For this makeover, I removed and replaced all the hinges and handles, cleaned and refinished the doors, and cut and painted grooves in the faces. The plain-looking kitchen was reborn with a more stylish Craftsman appearance.
Goof-Proofing Tip:
Before you remove the doors and drawers, mark their location with a tape label and place it on the back.
How Far Should You Go?
One of the nicest features of this project is that you can take it as far as you want. For instance, you can stop after simply cleaning and refinishing the doors. On these doors, I noticed a dramatic difference simply after cleaning off 35 years of kitchen grease, grime and broken-down finish -- this cleaning made the wood grain reappear after years in hiding. The wood grain stood out even more after the finish coats were applied. However, the birch plywood doors on these cabinets have a very subtle grain
pattern, unlike oak or ash, so I decided they needed more drama and added the painted grooves for contrast.

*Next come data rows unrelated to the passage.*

//! Rate tables
//!
//! Pure data plus range lookup. Missing rows are not errors here: the engine
//! and calculators apply their documented defaults when a lookup returns
//! `None`.

use rust_decimal::Decimal;
use rust_decimal_macros::dec;
use serde::{Deserialize, Serialize};

use crate::error::RatingError;
use crate::reference::{DistributorType, FuelType, ProductType};

/// Rating factor for a horsepower band and fuel type
#[derive(Debug, Clone, PartialEq, Eq, Serialize, Deserialize)]
pub struct RatingFactor {
    pub horsepower_min: u32,
    pub horsepower_max: u32,
    pub fuel_type: FuelType,
    /// Percentage of vehicle value, e.g. `3.00` for 3%
    pub rate_percentage: Decimal,
    #[serde(default = "default_true")]
    pub is_active: bool,
}

impl RatingFactor {
    pub fn new(horsepower_min: u32, horsepower_max: u32, fuel_type: FuelType, rate_percentage: Decimal) -> Self {
        Self {
            horsepower_min,
            horsepower_max,
            fuel_type,
            rate_percentage,
            is_active: true,
        }
    }

    /// Inclusive on both bounds
    pub fn matches(&self, horsepower: u32, fuel_type: FuelType) -> bool {
        self.is_active
            && self.fuel_type == fuel_type
            && self.horsepower_min <= horsepower
            && horsepower <= self.horsepower_max
    }
}

/// Multiplier for contracts shorter than a year
#[derive(Debug, Clone, PartialEq, Eq, Serialize, Deserialize)]
pub struct ShortTermFactor {
    pub months: u32,
    pub coefficient: Decimal,
}

/// Flat policy cost charged for a band of net premium
#[derive(Debug, Clone, PartialEq, Eq, Serialize, Deserialize)]
pub struct PolicyCostBracket {
    pub product_code: String,
    pub net_premium_min: Decimal,
    /// `None` means unbounded
    pub net_premium_max: Option<Decimal>,
    pub cost_amount: Decimal,
}

impl PolicyCostBracket {
    pub fn new(product_code: &str, min: Decimal, max: Option<Decimal>, cost_amount: Decimal) -> Self {
        Self {
            product_code: product_code.to_string(),
            net_premium_min: min,
            net_premium_max: max,
            cost_amount,
        }
    }

    pub fn contains(&self, net_premium: Decimal) -> bool {
        self.net_premium_min <= net_premium
            && self.net_premium_max.map_or(true, |max| net_premium <= max)
    }
}

/// Commission rate for a distributor type on a line of business
#[derive(Debug, Clone, PartialEq, Eq, Serialize, Deserialize)]
pub struct CommissionRate {
    pub distributor_type: DistributorType,
    pub product_type: ProductType,
    /// Fraction, e.g. `0.10` for 10%
    pub rate: Decimal,
}

/// A tax or fee levied on net premium
#[derive(Debug, Clone, PartialEq, Eq, Serialize, Deserialize)]
pub struct ProductTaxRate {
    pub product_type: ProductType,
    pub tax_name: String,
    /// Fraction, e.g. `0.145` for 14.5%
    pub rate: Decimal,
    pub is_fee: bool,
}

impl ProductTaxRate {
    pub fn new(product_type: ProductType, tax_name: &str, rate: Decimal, is_fee: bool) -> Self {
        Self {
            product_type,
            tax_name: tax_name.to_string(),
            rate,
            is_fee,
        }
    }
}

/// All lookup tables consulted by the rating engine and calculators
#[derive(Debug, Clone, Default, PartialEq, Eq, Serialize, Deserialize)]
#[serde(default)]
pub struct RateTables {
    pub rating_factors: Vec<RatingFactor>,
    pub short_term_factors: Vec<ShortTermFactor>,
    pub policy_cost_brackets: Vec<PolicyCostBracket>,
    pub commission_rates: Vec<CommissionRate>,
    pub tax_rates: Vec<ProductTaxRate>,
}

impl RateTables {
    /// Tables with no rows; every lookup falls back to its default
    pub fn empty() -> Self {
        Self::default()
    }

    /// The standard CIMA-market tables used at go-live
    pub fn cima_defaults() -> Self {
        let bands = [
            (4, 7, dec!(2.50)),
            (8, 9, dec!(3.00)),
            (10, 11, dec!(3.50)),
            (12, 14, dec!(4.00)),
            (15, 20, dec!(5.00)),
            (21, 999, dec!(6.00)),
        ];
        let rating_factors = [FuelType::Essence, FuelType::Diesel]
            .into_iter()
            .flat_map(|fuel| {
                bands
                    .iter()
                    .map(move |(min, max, rate)| RatingFactor::new(*min, *max, fuel, *rate))
            })
            .collect();

        let short_term_factors = [
            (1, dec!(0.25)),
            (3, dec!(0.40)),
            (6, dec!(0.70)),
            (9, dec!(0.85)),
            (12, dec!(1.00)),
        ]
        .into_iter()
        .map(|(months, coefficient)| ShortTermFactor { months, coefficient })
        .collect();

        let policy_cost_brackets = vec![
            PolicyCostBracket::new("MOTOR", dec!(0), Some(dec!(25000)), dec!(1000)),
            PolicyCostBracket::new("MOTOR", dec!(25001), Some(dec!(50000)), dec!(1500)),
            PolicyCostBracket::new("MOTOR", dec!(50001), Some(dec!(75000)), dec!(2000)),
            PolicyCostBracket::new("MOTOR", dec!(75001), Some(dec!(100000)), dec!(2500)),
            PolicyCostBracket::new("MOTOR", dec!(100001), None, dec!(3000)),
        ];

        let commission_rates = [
            DistributorType::InternalAgent,
            DistributorType::Broker,
            DistributorType::GeneralAgent,
            DistributorType::Bancassurance,
        ]
        .into_iter()
        .map(|distributor_type| CommissionRate {
            distributor_type,
            product_type: ProductType::Motor,
            rate: distributor_type.default_commission_rate(),
        })
        .collect();

        let tax_rates = vec![
            ProductTaxRate::new(ProductType::Motor, "Taxes", dec!(0.145), false),
            ProductTaxRate::new(ProductType::Motor, "Frais de contrôle", dec!(0.0125), true),
            ProductTaxRate::new(ProductType::Fire, "Taxes", dec!(0.25), false),
            ProductTaxRate::new(ProductType::Fire, "Frais de contrôle", dec!(0.0125), true),
            ProductTaxRate::new(ProductType::Liability, "Taxes", dec!(0.145), false),
            ProductTaxRate::new(ProductType::Liability, "Frais de contrôle", dec!(0.0125), true),
        ];

        Self {
            rating_factors,
            short_term_factors,
            policy_cost_brackets,
            commission_rates,
            tax_rates,
        }
    }

    /// First active row containing `horsepower` for `fuel_type`
    pub fn rating_factor(&self, horsepower: u32, fuel_type: FuelType) -> Option<&RatingFactor> {
        self.rating_factors
            .iter()
            .find(|f| f.matches(horsepower, fuel_type))
    }

    pub fn short_term_coefficient(&self, months: u32) -> Option<Decimal> {
        self.short_term_factors
            .iter()
            .find(|f| f.months == months)
            .map(|f| f.coefficient)
    }

    /// Policy cost for the bracket containing `net_premium`
    ///
    /// Brackets are expressed in whole currency units (`0..=25000`,
    /// `25001..=50000`, ...). A fractional premium that falls between two
    /// brackets is placed by its whole-unit part.
    pub fn policy_cost(&self, product_code: &str, net_premium: Decimal) -> Option<Decimal> {
        let lookup = |amount: Decimal| {
            self.policy_cost_brackets
                .iter()
                .find(|b| b.product_code == product_code && b.contains(amount))
                .map(|b| b.cost_amount)
        };
        lookup(net_premium).or_else(|| lookup(net_premium.floor()))
    }

    pub fn commission_rate(
        &self,
        distributor_type: DistributorType,
        product_type: ProductType,
    ) -> Option<Decimal> {
        self.commission_rates
            .iter()
            .find(|r| r.distributor_type == distributor_type && r.product_type == product_type)
            .map(|r| r.rate)
    }

    pub fn tax_rates_for(&self, product_type: ProductType) -> Vec<&ProductTaxRate> {
        self.tax_rates
            .iter()
            .filter(|r| r.product_type == product_type)
            .collect()
    }

    /// Checks structural soundness of the tables
    ///
    /// # Errors
    ///
    /// Returns `RatingError::InvalidRateTable` when:
    /// - a horsepower band is inverted or overlaps another active band of the same fuel type
    /// - a duration appears twice or has a non-positive coefficient
    /// - a policy cost bracket is inverted or overlaps another bracket of the same product
    /// - any rate is negative
    pub fn validate(&self) -> Result<(), RatingError> {
        for (i, factor) in self.rating_factors.iter().enumerate() {
            if factor.horsepower_min > factor.horsepower_max {
                return Err(RatingError::invalid_table(format!(
                    "rating factor {}-{} {} is inverted",
                    factor.horsepower_min, factor.horsepower_max, factor.fuel_type
                )));
            }
            if factor.rate_percentage.is_sign_negative() {
                return Err(RatingError::invalid_table("negative rating factor"));
            }
            let overlaps = self.rating_factors[i + 1..].iter().any(|other| {
                factor.is_active
                    && other.is_active
                    && other.fuel_type == factor.fuel_type
                    && other.horsepower_min <= factor.horsepower_max
                    && factor.horsepower_min <= other.horsepower_max
            });
            if overlaps {
                return Err(RatingError::invalid_table(format!(
                    "rating factor {}-{} {} overlaps another band",
                    factor.horsepower_min, factor.horsepower_max, factor.fuel_type
                )));
            }
        }

        for (i, factor) in self.short_term_factors.iter().enumerate() {
            if factor.coefficient <= Decimal::ZERO {
                return Err(RatingError::invalid_table(format!(
                    "short-term coefficient for {} months must be positive",
                    factor.months
                )));
            }
            if self.short_term_factors[i + 1..].iter().any(|o| o.months == factor.months) {
                return Err(RatingError::invalid_table(format!(
                    "duplicate short-term factor for {} months",
                    factor.months
                )));
            }
        }

        for (i, bracket) in self.policy_cost_brackets.iter().enumerate() {
            if bracket.net_premium_max.is_some_and(|max| max < bracket.net_premium_min) {
                return Err(RatingError::invalid_table(format!(
                    "policy cost bracket starting at {} is inverted",
                    bracket.net_premium_min
                )));
            }
            let overlaps = self.policy_cost_brackets[i + 1..].iter().any(|other| {
                other.product_code == bracket.product_code
                    && other.net_premium_max.map_or(true, |max| bracket.net_premium_min <= max)
                    && bracket.net_premium_max.map_or(true, |max| other.net_premium_min <= max)
            });
            if overlaps {
                return Err(RatingError::invalid_table(format!(
                    "policy cost bracket starting at {} overlaps another bracket",
                    bracket.net_premium_min
                )));
            }
        }

        let negative_rate = self.commission_rates.iter().any(|r| r.rate.is_sign_negative())
            || self.tax_rates.iter().any(|r| r.rate.is_sign_negative());
        if negative_rate {
            return Err(RatingError::invalid_table("negative commission or tax rate"));
        }

        Ok(())
    }
}

fn default_true() -> bool {
    true
}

Your doors may not need that extra help. Or maybe you can develop your own groove pattern.
I replaced the old hinges on these cabinets with new self-closing ones. Self-closing hinges are convenient and less obtrusive. They also let you toss all those old door catches that get in the way when you use your cabinets.
Choosing New Hardware
Goof-Proofing Tip:
You can also fill the old hinge and knob holes using wax sticks. It’s easier to fill a hole level with wax and you won’t need to spot-finish afterward. However, wax sticks come in only eight colors and you can’t blend them for an exact match.
The kind of doors you have will dictate your hinge choice. The doors you see here, very common on older standard cabinets, have a 3/8-in. rabbeted inset with a 3/8-in. overlay. This type of door makes using a completely concealed hinge problematic, if not impossible. So, I chose face-mounted hinges made for an inset door. To make the face-mounted hinges less obtrusive, I used black lines and black knobs, plus a hinge color that blends with the wood. This method works because the black details draw attention away from the hinges. Face-mounted hinges are available at home centers and lumberyards for $3 a pair.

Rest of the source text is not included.